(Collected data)
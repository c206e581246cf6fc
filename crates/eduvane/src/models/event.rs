use serde::{Deserialize, Serialize};
use serde_json::Value;

#[derive(Debug, Clone, Copy, PartialEq, Eq, Serialize, Deserialize)]
#[serde(rename_all = "SCREAMING_SNAKE_CASE")]
pub enum AnalysisPhase {
    Idle,
    Processing,
    Complete,
    Error,
}

/// A completed submission as reported by the engine. The gateway does not look inside it.
#[derive(Debug, Clone, PartialEq, Serialize, Deserialize)]
#[serde(transparent)]
pub struct Submission(pub Value);

/// Lifecycle and content events produced by an [`crate::engine::Engine`]
#[derive(Debug, Clone, PartialEq, Serialize, Deserialize)]
#[serde(tag = "type", rename_all = "SCREAMING_SNAKE_CASE")]
pub enum EngineEvent {
    PhaseUpdate { phase: AnalysisPhase },
    StreamChunk { text: String },
    SubmissionComplete { submission: Submission },
    Error { message: String },
    FollowUp { text: String },
    TaskComplete,
}

/// Events relayed by the gateway to the workspace, and streamed to browser clients
#[derive(Debug, Clone, PartialEq, Serialize, Deserialize)]
#[serde(tag = "type", rename_all = "SCREAMING_SNAKE_CASE")]
pub enum GatewayEvent {
    PhaseUpdate { phase: AnalysisPhase },
    StreamChunk { text: String },
    SubmissionComplete { submission: Submission },
    Error { message: String },
    FollowUp { text: String },
    TaskComplete,
}

impl GatewayEvent {
    pub fn phase(phase: AnalysisPhase) -> Self {
        GatewayEvent::PhaseUpdate { phase }
    }

    pub fn chunk<S: Into<String>>(text: S) -> Self {
        GatewayEvent::StreamChunk { text: text.into() }
    }

    pub fn error<S: Into<String>>(message: S) -> Self {
        GatewayEvent::Error {
            message: message.into(),
        }
    }

    /// The wire tag of this event, for logging
    pub fn kind(&self) -> &'static str {
        match self {
            GatewayEvent::PhaseUpdate { .. } => "PHASE_UPDATE",
            GatewayEvent::StreamChunk { .. } => "STREAM_CHUNK",
            GatewayEvent::SubmissionComplete { .. } => "SUBMISSION_COMPLETE",
            GatewayEvent::Error { .. } => "ERROR",
            GatewayEvent::FollowUp { .. } => "FOLLOW_UP",
            GatewayEvent::TaskComplete => "TASK_COMPLETE",
        }
    }
}

impl From<EngineEvent> for GatewayEvent {
    fn from(event: EngineEvent) -> Self {
        match event {
            EngineEvent::PhaseUpdate { phase } => GatewayEvent::PhaseUpdate { phase },
            EngineEvent::StreamChunk { text } => GatewayEvent::StreamChunk { text },
            EngineEvent::SubmissionComplete { submission } => {
                GatewayEvent::SubmissionComplete { submission }
            }
            EngineEvent::Error { message } => GatewayEvent::Error { message },
            EngineEvent::FollowUp { text } => GatewayEvent::FollowUp { text },
            EngineEvent::TaskComplete => GatewayEvent::TaskComplete,
        }
    }
}

#[cfg(test)]
mod tests {
    use super::*;
    use serde_json::json;

    #[test]
    fn test_wire_tags_match_browser_contract() {
        let cases = vec![
            (
                GatewayEvent::phase(AnalysisPhase::Processing),
                json!({"type": "PHASE_UPDATE", "phase": "PROCESSING"}),
            ),
            (
                GatewayEvent::chunk("x = 4"),
                json!({"type": "STREAM_CHUNK", "text": "x = 4"}),
            ),
            (
                GatewayEvent::error("boom"),
                json!({"type": "ERROR", "message": "boom"}),
            ),
            (GatewayEvent::TaskComplete, json!({"type": "TASK_COMPLETE"})),
        ];

        for (event, expected) in cases {
            assert_eq!(serde_json::to_value(&event).unwrap(), expected);
            assert_eq!(event.kind(), expected["type"].as_str().unwrap());
        }
    }

    #[test]
    fn test_submission_is_opaque() {
        let event: GatewayEvent = serde_json::from_value(json!({
            "type": "SUBMISSION_COMPLETE",
            "submission": {"score": 7, "outOf": 10}
        }))
        .unwrap();

        match event {
            GatewayEvent::SubmissionComplete { submission } => {
                assert_eq!(submission.0["outOf"], json!(10));
            }
            other => panic!("unexpected event {:?}", other),
        }
    }

    #[test]
    fn test_engine_events_map_one_to_one() {
        let engine_events = vec![
            EngineEvent::PhaseUpdate {
                phase: AnalysisPhase::Complete,
            },
            EngineEvent::StreamChunk {
                text: "step 1".into(),
            },
            EngineEvent::SubmissionComplete {
                submission: Submission(json!({"id": "s-1"})),
            },
            EngineEvent::Error {
                message: "bad".into(),
            },
            EngineEvent::FollowUp {
                text: "Try another?".into(),
            },
            EngineEvent::TaskComplete,
        ];

        for event in engine_events {
            // Both unions share a wire format, so a faithful mapping serializes identically
            let engine_json = serde_json::to_value(&event).unwrap();
            let gateway_json = serde_json::to_value(GatewayEvent::from(event)).unwrap();
            assert_eq!(engine_json, gateway_json);
        }
    }
}
pub mod engine;
pub mod errors;
pub mod gateway;
pub mod models;
pub mod profile;
pub mod workspace;
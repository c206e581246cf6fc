//! These models represent the values passed between the chat workspace, the gateway
//! and the engine adapter
//!
//! The same shapes travel over several boundaries:
//! - the workspace sends a [`input::UnifiedInput`] to the gateway
//! - the engine produces [`event::EngineEvent`]s for a request and its session context
//! - the gateway relays them as [`event::GatewayEvent`]s, which is also the JSON wire
//!   format the gateway server streams to browser clients
//!
//! The wire format keeps the tag names the browser workspace already understands
//! (`PHASE_UPDATE`, `STREAM_CHUNK`, ...), so the serde attributes on these types are
//! part of the contract.
pub mod context;
pub mod event;
pub mod input;
pub mod message;
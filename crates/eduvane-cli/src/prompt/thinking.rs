use rand::seq::SliceRandom;

const THINKING_MESSAGES: &[&str] = &[
    "Sharpening pencils",
    "Consulting the syllabus",
    "Checking the working",
    "Drawing a number line",
    "Looking up the formula",
    "Marking the margins",
    "Balancing both sides",
    "Reading the question twice",
    "Finding the common denominator",
    "Showing the steps",
];

pub fn get_random_thinking_message() -> &'static str {
    THINKING_MESSAGES
        .choose(&mut rand::thread_rng())
        .copied()
        .unwrap_or("Thinking")
}

#[cfg(test)]
mod tests {
    use super::*;

    #[test]
    fn test_message_comes_from_list() {
        let message = get_random_thinking_message();
        assert!(THINKING_MESSAGES.contains(&message));
    }
}
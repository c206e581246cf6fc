use crate::state::AppState;
use axum::{
    extract::State,
    routing::{get, post},
    Json, Router,
};
use eduvane::models::context::SessionContext;
use serde::Serialize;
use serde_json::{json, Value};

#[derive(Debug, Serialize)]
struct SessionResponse {
    hydrated: bool,
    context: Option<SessionContext>,
}

async fn get_session(State(state): State<AppState>) -> Json<SessionResponse> {
    let session = state.gateway.session();
    Json(SessionResponse {
        hydrated: session.is_hydrated(),
        context: session.context().cloned(),
    })
}

async fn reset_session(State(state): State<AppState>) -> Json<Value> {
    state.gateway.reset_session();
    Json(json!({ "status": "ok" }))
}

pub fn routes(state: AppState) -> Router {
    Router::new()
        .route("/session", get(get_session))
        .route("/session/reset", post(reset_session))
        .with_state(state)
}
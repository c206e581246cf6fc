use axum::{routing::get, Json, Router};
use serde::Serialize;

#[derive(Debug, Serialize)]
struct Status {
    name: &'static str,
    version: &'static str,
    engine: &'static str,
}

async fn status() -> Json<Status> {
    Json(Status {
        name: env!("CARGO_PKG_NAME"),
        version: env!("CARGO_PKG_VERSION"),
        engine: "unavailable",
    })
}

pub fn routes() -> Router {
    Router::new().route("/status", get(status))
}
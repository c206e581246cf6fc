use crate::state::AppState;
use axum::{
    extract::State,
    http::header,
    response::{IntoResponse, Response},
    routing::post,
    Json, Router,
};
use bytes::Bytes;
use eduvane::models::event::GatewayEvent;
use eduvane::models::input::UnifiedInput;
use futures::{stream::StreamExt, Stream};
use serde::Deserialize;
use std::{
    convert::Infallible,
    pin::Pin,
    sync::Arc,
    task::{Context, Poll},
    time::Duration,
};
use tokio::sync::mpsc;
use tokio::time::timeout;
use tokio_stream::wrappers::ReceiverStream;

#[derive(Debug, Deserialize)]
#[serde(rename_all = "camelCase")]
struct ReplyRequest {
    #[serde(flatten)]
    input: UnifiedInput,
    #[serde(default)]
    is_guest: bool,
}

// Server-sent event body, one `data:` frame per gateway event
pub struct SseResponse {
    rx: ReceiverStream<String>,
}

impl SseResponse {
    fn new(rx: ReceiverStream<String>) -> Self {
        Self { rx }
    }
}

impl Stream for SseResponse {
    type Item = Result<Bytes, Infallible>;

    fn poll_next(mut self: Pin<&mut Self>, cx: &mut Context<'_>) -> Poll<Option<Self::Item>> {
        Pin::new(&mut self.rx)
            .poll_next(cx)
            .map(|opt| opt.map(|s| Ok(Bytes::from(s))))
    }
}

impl IntoResponse for SseResponse {
    fn into_response(self) -> Response {
        let body = axum::body::Body::from_stream(self);
        (
            [
                (header::CONTENT_TYPE, "text/event-stream"),
                (header::CACHE_CONTROL, "no-cache"),
                (header::CONNECTION, "keep-alive"),
            ],
            body,
        )
            .into_response()
    }
}

fn format_event(event: &GatewayEvent) -> Result<String, serde_json::Error> {
    Ok(format!("data: {}\n\n", serde_json::to_string(event)?))
}

async fn handler(State(state): State<AppState>, Json(request): Json<ReplyRequest>) -> SseResponse {
    let (tx, rx) = mpsc::channel(100);
    let gateway = Arc::clone(&state.gateway);

    tokio::spawn(async move {
        let mut events = gateway.process_input(request.input, request.is_guest);

        loop {
            match timeout(Duration::from_millis(500), events.next()).await {
                Ok(Some(event)) => {
                    let frame = match format_event(&event) {
                        Ok(frame) => frame,
                        Err(e) => {
                            tracing::error!("Error encoding {} event: {}", event.kind(), e);
                            break;
                        }
                    };
                    if let Err(e) = tx.send(frame).await {
                        tracing::error!("Error sending event through channel: {}", e);
                        break;
                    }
                }
                Ok(None) => break,
                // Heartbeat, used to stop relaying once the client has gone away
                Err(_) => {
                    if tx.is_closed() {
                        tracing::debug!("client disconnected before the reply finished");
                        break;
                    }
                }
            }
        }
    });

    SseResponse::new(ReceiverStream::new(rx))
}

pub fn routes(state: AppState) -> Router {
    Router::new()
        .route("/reply", post(handler))
        .with_state(state)
}
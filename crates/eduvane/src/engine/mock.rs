use futures::stream::BoxStream;
use std::sync::{Arc, Mutex};

use super::base::Engine;
use crate::errors::EngineResult;
use crate::models::context::SessionContext;
use crate::models::event::EngineEvent;
use crate::models::input::UnifiedInput;

/// A mock engine that replays a pre-configured event script for testing
pub struct MockEngine {
    script: Vec<EngineResult<EngineEvent>>,
    contexts: Arc<Mutex<Vec<SessionContext>>>,
}

impl MockEngine {
    pub fn new(script: Vec<EngineResult<EngineEvent>>) -> Self {
        Self {
            script,
            contexts: Arc::new(Mutex::new(Vec::new())),
        }
    }

    /// Handle to the contexts the engine has been called with, in call order
    pub fn contexts(&self) -> Arc<Mutex<Vec<SessionContext>>> {
        Arc::clone(&self.contexts)
    }
}

impl Engine for MockEngine {
    fn execute(
        &self,
        _input: UnifiedInput,
        context: SessionContext,
    ) -> BoxStream<'_, EngineResult<EngineEvent>> {
        self.contexts.lock().unwrap().push(context);
        Box::pin(futures::stream::iter(self.script.clone()))
    }
}
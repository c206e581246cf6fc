use futures::stream::BoxStream;

use crate::errors::EngineResult;
use crate::models::context::SessionContext;
use crate::models::event::EngineEvent;
use crate::models::input::UnifiedInput;

/// Boundary to the intelligence engine.
///
/// An engine accepts a request and the session context it was made in, and answers
/// with a lazily produced, finite stream of lifecycle and content events. Engines own
/// all reasoning; nothing on this side of the boundary interprets the input.
pub trait Engine: Send + Sync {
    fn execute(
        &self,
        input: UnifiedInput,
        context: SessionContext,
    ) -> BoxStream<'_, EngineResult<EngineEvent>>;
}
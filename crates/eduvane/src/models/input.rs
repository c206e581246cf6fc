use serde::{Deserialize, Serialize};

/// File metadata sent alongside the text of a request
#[derive(Debug, Clone, PartialEq, Serialize, Deserialize)]
#[serde(rename_all = "camelCase")]
pub struct Attachment {
    pub name: String,
    pub mime_type: String,
    /// Base64 encoded file body
    pub data: String,
}

impl Attachment {
    pub fn new<N, M, D>(name: N, mime_type: M, data: D) -> Self
    where
        N: Into<String>,
        M: Into<String>,
        D: Into<String>,
    {
        Attachment {
            name: name.into(),
            mime_type: mime_type.into(),
            data: data.into(),
        }
    }
}

#[derive(Debug, Clone, PartialEq, Serialize, Deserialize)]
#[serde(rename_all = "camelCase")]
/// The outbound request envelope sent from the workspace to the gateway
pub struct UnifiedInput {
    pub text: String,
    #[serde(default, skip_serializing_if = "Option::is_none")]
    pub attachment: Option<Attachment>,
}

impl UnifiedInput {
    pub fn text<S: Into<String>>(text: S) -> Self {
        UnifiedInput {
            text: text.into(),
            attachment: None,
        }
    }

    pub fn with_attachment(mut self, attachment: Attachment) -> Self {
        self.attachment = Some(attachment);
        self
    }
}
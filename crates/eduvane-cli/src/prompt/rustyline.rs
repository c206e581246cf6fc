use std::io::{self, Write};

use ::rustyline::error::ReadlineError;
use ::rustyline::{Cmd, DefaultEditor, KeyCode, KeyEvent, Modifiers};
use anyhow::Result;
use cliclack::spinner;
use eduvane::workspace::{WorkspaceUpdate, WorkspaceView};

use super::thinking::get_random_thinking_message;
use super::{render_error, Input, InputType, Prompt};

const PROMPT: &str = "\x1b[1m\x1b[38;5;30m(edu)> \x1b[0m";

pub struct RustylinePrompt {
    editor: DefaultEditor,
    spinner: Option<cliclack::ProgressBar>,
}

impl RustylinePrompt {
    pub fn new() -> Result<Self> {
        let mut editor = DefaultEditor::new()?;
        // Enter submits, Alt-Enter continues the message on a new line
        editor.bind_sequence(KeyEvent(KeyCode::Enter, Modifiers::ALT), Cmd::Newline);

        Ok(RustylinePrompt {
            editor,
            spinner: None,
        })
    }
}

fn print_help() {
    println!("Commands:");
    println!("/exit | /quit - Exit the session");
    println!("/reset - Start a fresh session");
    println!("/? | /help - Display this help message");
    println!("Alt+Enter - Continue your message on a new line");
}

fn flush() {
    if let Err(e) = io::stdout().flush() {
        tracing::warn!("Failed to flush stdout: {}", e);
    }
}

impl WorkspaceView for RustylinePrompt {
    fn update(&mut self, update: WorkspaceUpdate<'_>) {
        match update {
            WorkspaceUpdate::Processing(true) => self.show_busy(),
            WorkspaceUpdate::Processing(false) => self.hide_busy(),
            WorkspaceUpdate::MessageAppended(message) => {
                // The user's own text and the empty placeholder are already on screen
                if message.is_error() {
                    self.hide_busy();
                    render_error(&message.content);
                }
            }
            WorkspaceUpdate::Chunk { text, .. } => {
                self.hide_busy();
                print!("{}", text);
                flush();
            }
            WorkspaceUpdate::Finalized(message) => {
                self.hide_busy();
                if message.is_error() {
                    render_error(&message.content);
                } else {
                    println!();
                }
                println!();
            }
            WorkspaceUpdate::Phase(phase) => tracing::debug!(?phase, "engine phase"),
        }
    }
}

impl Prompt for RustylinePrompt {
    fn show_busy(&mut self) {
        let spinner = spinner();
        spinner.start(format!("{}...", get_random_thinking_message()));
        self.spinner = Some(spinner);
    }

    fn hide_busy(&mut self) {
        if let Some(spinner) = self.spinner.take() {
            spinner.stop("");
        }
    }

    fn get_input(&mut self) -> Result<Input> {
        let message_text = match self.editor.readline(PROMPT) {
            Ok(text) => text,
            Err(e) => {
                match e {
                    ReadlineError::Interrupted | ReadlineError::Eof => (),
                    _ => eprintln!("Input error: {}", e),
                }
                return Ok(Input {
                    input_type: InputType::Exit,
                    content: None,
                });
            }
        };
        let command = message_text.trim();

        if command.eq_ignore_ascii_case("/exit") || command.eq_ignore_ascii_case("/quit") {
            Ok(Input {
                input_type: InputType::Exit,
                content: None,
            })
        } else if command.eq_ignore_ascii_case("/reset") {
            Ok(Input {
                input_type: InputType::Reset,
                content: None,
            })
        } else if command.eq_ignore_ascii_case("/?") || command.eq_ignore_ascii_case("/help") {
            print_help();
            Ok(Input {
                input_type: InputType::AskAgain,
                content: None,
            })
        } else {
            if !command.is_empty() {
                if let Err(e) = self.editor.add_history_entry(message_text.as_str()) {
                    tracing::debug!("Failed to record history entry: {}", e);
                }
            }
            Ok(Input {
                input_type: InputType::Message,
                content: Some(message_text),
            })
        }
    }

    fn close(&self) {
        // No cleanup required
    }

    fn view(&mut self) -> &mut dyn WorkspaceView {
        self
    }
}
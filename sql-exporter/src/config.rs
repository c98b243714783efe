//! Exporter configuration.
//!
//! Loaded from environment variables (a `.env` file is honoured by `main`),
//! falling back to defaults:
//!
//! - `DATABASE_URL` (required, e.g. `mysql://exporter:pw@localhost:3306`)
//! - `DATABASE_MAX_CONNECTIONS`
//! - `EXPORTER_BIND_ADDRESS` / `EXPORTER_PORT`
//! - `EXPORTER_NAMESPACE`
//! - `EXPORTER_SCRAPE_TIMEOUT_SECS`
//! - `EXPORTER_SINK_CAPACITY`
//! - `EXPORTER_COLLECTORS` (comma separated; empty enables every collector)
//! - `EXPORTER_DISABLED_COLLECTORS` (comma separated)
//! - `EXPORTER_LOG_DIR` (enables the rolling file log)

use std::time::Duration;

use scrape_core::ScraperRegistry;

use crate::error::{Error, Result};

/// Exporter configuration.
#[derive(Debug, Clone, PartialEq)]
pub struct ExporterConfig {
    pub database_url: String,
    pub max_connections: u32,
    pub bind_address: String,
    pub port: u16,
    /// Metric namespace, the first segment of every metric name.
    pub namespace: String,
    /// Deadline for one whole collection cycle.
    pub scrape_timeout: Duration,
    pub sink_capacity: usize,
    /// Collectors to run. Empty means all registered ones.
    pub collectors: Vec<String>,
    pub disabled_collectors: Vec<String>,
    pub log_dir: Option<String>,
}

impl Default for ExporterConfig {
    fn default() -> Self {
        Self {
            database_url: String::new(),
            max_connections: 3,
            bind_address: "0.0.0.0".to_string(),
            port: 9104,
            namespace: scrape_core::NAMESPACE.to_string(),
            scrape_timeout: Duration::from_secs(10),
            sink_capacity: 1024,
            collectors: Vec::new(),
            disabled_collectors: Vec::new(),
            log_dir: None,
        }
    }
}

impl ExporterConfig {
    /// Load from the process environment.
    pub fn from_env() -> Result<Self> {
        Self::from_lookup(|key| std::env::var(key).ok())
    }

    /// Load from an arbitrary key lookup.
    pub fn from_lookup<F>(lookup: F) -> Result<Self>
    where
        F: Fn(&str) -> Option<String>,
    {
        let mut config = Self::default();
        let get = |key: &str| {
            lookup(key)
                .map(|v| v.trim().to_string())
                .filter(|v| !v.is_empty())
        };

        config.database_url =
            get("DATABASE_URL").ok_or_else(|| Error::config("DATABASE_URL is not set"))?;

        if let Some(v) = get("DATABASE_MAX_CONNECTIONS") {
            config.max_connections = parse_number("DATABASE_MAX_CONNECTIONS", &v)?;
        }
        if let Some(v) = get("EXPORTER_BIND_ADDRESS") {
            config.bind_address = v;
        }
        if let Some(v) = get("EXPORTER_PORT") {
            config.port = parse_number("EXPORTER_PORT", &v)?;
        }
        if let Some(v) = get("EXPORTER_NAMESPACE") {
            config.namespace = v;
        }
        if let Some(v) = get("EXPORTER_SCRAPE_TIMEOUT_SECS") {
            let secs: u64 = parse_number("EXPORTER_SCRAPE_TIMEOUT_SECS", &v)?;
            if secs == 0 {
                return Err(Error::config("EXPORTER_SCRAPE_TIMEOUT_SECS must be positive"));
            }
            config.scrape_timeout = Duration::from_secs(secs);
        }
        if let Some(v) = get("EXPORTER_SINK_CAPACITY") {
            config.sink_capacity = parse_number("EXPORTER_SINK_CAPACITY", &v)?;
        }
        if let Some(v) = get("EXPORTER_COLLECTORS") {
            config.collectors = split_list(&v);
        }
        if let Some(v) = get("EXPORTER_DISABLED_COLLECTORS") {
            config.disabled_collectors = split_list(&v);
        }
        config.log_dir = get("EXPORTER_LOG_DIR");

        Ok(config)
    }

    /// Narrow `registry` to the configured collectors.
    ///
    /// Naming a collector that is not registered is an error, so typos do
    /// not silently disable metrics.
    pub fn apply_to(&self, registry: &mut ScraperRegistry) -> Result<()> {
        let known = registry.names();
        for name in self.collectors.iter().chain(&self.disabled_collectors) {
            if !known.contains(&name.as_str()) {
                return Err(Error::config(format!(
                    "unknown collector '{}', available: {}",
                    name,
                    known.join(", ")
                )));
            }
        }

        registry.retain(|name| {
            let enabled = self.collectors.is_empty() || self.collectors.iter().any(|c| c == name);
            enabled && !self.disabled_collectors.iter().any(|c| c == name)
        });
        Ok(())
    }

    /// Socket address string for the HTTP listener.
    pub fn listen_address(&self) -> String {
        format!("{}:{}", self.bind_address, self.port)
    }
}

fn parse_number<T: std::str::FromStr>(key: &str, value: &str) -> Result<T>
where
    T::Err: std::fmt::Display,
{
    value
        .parse()
        .map_err(|e| Error::config(format!("invalid {} '{}': {}", key, value, e)))
}

fn split_list(value: &str) -> Vec<String> {
    value
        .split(',')
        .map(str::trim)
        .filter(|s| !s.is_empty())
        .map(str::to_string)
        .collect()
}

#[cfg(test)]
mod tests {
    use std::collections::HashMap;

    use scrape_core::DescriptorRegistry;

    use super::*;

    fn lookup(pairs: &[(&str, &str)]) -> impl Fn(&str) -> Option<String> {
        let map: HashMap<String, String> = pairs
            .iter()
            .map(|(k, v)| (k.to_string(), v.to_string()))
            .collect();
        move |key| map.get(key).cloned()
    }

    #[test]
    fn test_defaults() {
        let config = ExporterConfig::from_lookup(lookup(&[("DATABASE_URL", "mysql://localhost")]))
            .unwrap();

        assert_eq!(config.database_url, "mysql://localhost");
        assert_eq!(config.port, 9104);
        assert_eq!(config.namespace, "mysql");
        assert_eq!(config.scrape_timeout, Duration::from_secs(10));
        assert!(config.collectors.is_empty());
        assert!(config.log_dir.is_none());
        assert_eq!(config.listen_address(), "0.0.0.0:9104");
    }

    #[test]
    fn test_missing_database_url() {
        let err = ExporterConfig::from_lookup(lookup(&[])).unwrap_err();
        assert!(matches!(err, Error::Configuration(_)));
    }

    #[test]
    fn test_overrides() {
        let config = ExporterConfig::from_lookup(lookup(&[
            ("DATABASE_URL", "mysql://db"),
            ("EXPORTER_PORT", "9200"),
            ("EXPORTER_SCRAPE_TIMEOUT_SECS", "3"),
            ("EXPORTER_COLLECTORS", "info_schema.innodb_trx, info_schema.aurora_stats,"),
            ("EXPORTER_LOG_DIR", "/var/log/exporter"),
        ]))
        .unwrap();

        assert_eq!(config.port, 9200);
        assert_eq!(config.scrape_timeout, Duration::from_secs(3));
        assert_eq!(
            config.collectors,
            vec!["info_schema.innodb_trx", "info_schema.aurora_stats"]
        );
        assert_eq!(config.log_dir.as_deref(), Some("/var/log/exporter"));
    }

    #[test]
    fn test_invalid_port() {
        let err = ExporterConfig::from_lookup(lookup(&[
            ("DATABASE_URL", "mysql://db"),
            ("EXPORTER_PORT", "http"),
        ]))
        .unwrap_err();
        assert!(err.to_string().contains("EXPORTER_PORT"));
    }

    #[test]
    fn test_apply_to_registry() {
        let mut registry =
            ScraperRegistry::with_defaults(&mut DescriptorRegistry::default()).unwrap();
        let config = ExporterConfig {
            disabled_collectors: vec!["info_schema.aurora_stats".to_string()],
            ..ExporterConfig::default()
        };

        config.apply_to(&mut registry).unwrap();
        assert_eq!(registry.names(), vec!["info_schema.innodb_trx"]);
    }

    #[test]
    fn test_apply_to_rejects_unknown_collector() {
        let mut registry =
            ScraperRegistry::with_defaults(&mut DescriptorRegistry::default()).unwrap();
        let config = ExporterConfig {
            collectors: vec!["info_schema.innodb_lock_waits".to_string()],
            ..ExporterConfig::default()
        };

        let err = config.apply_to(&mut registry).unwrap_err();
        assert!(err.to_string().contains("innodb_lock_waits"));
        assert_eq!(registry.len(), 2);
    }
}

> **Problem to solve**: Write out each line above with the word "routing".

> **Written response**:
    routing::{get, post},
use axum::{routing::get, Json, Router};
    routing::post,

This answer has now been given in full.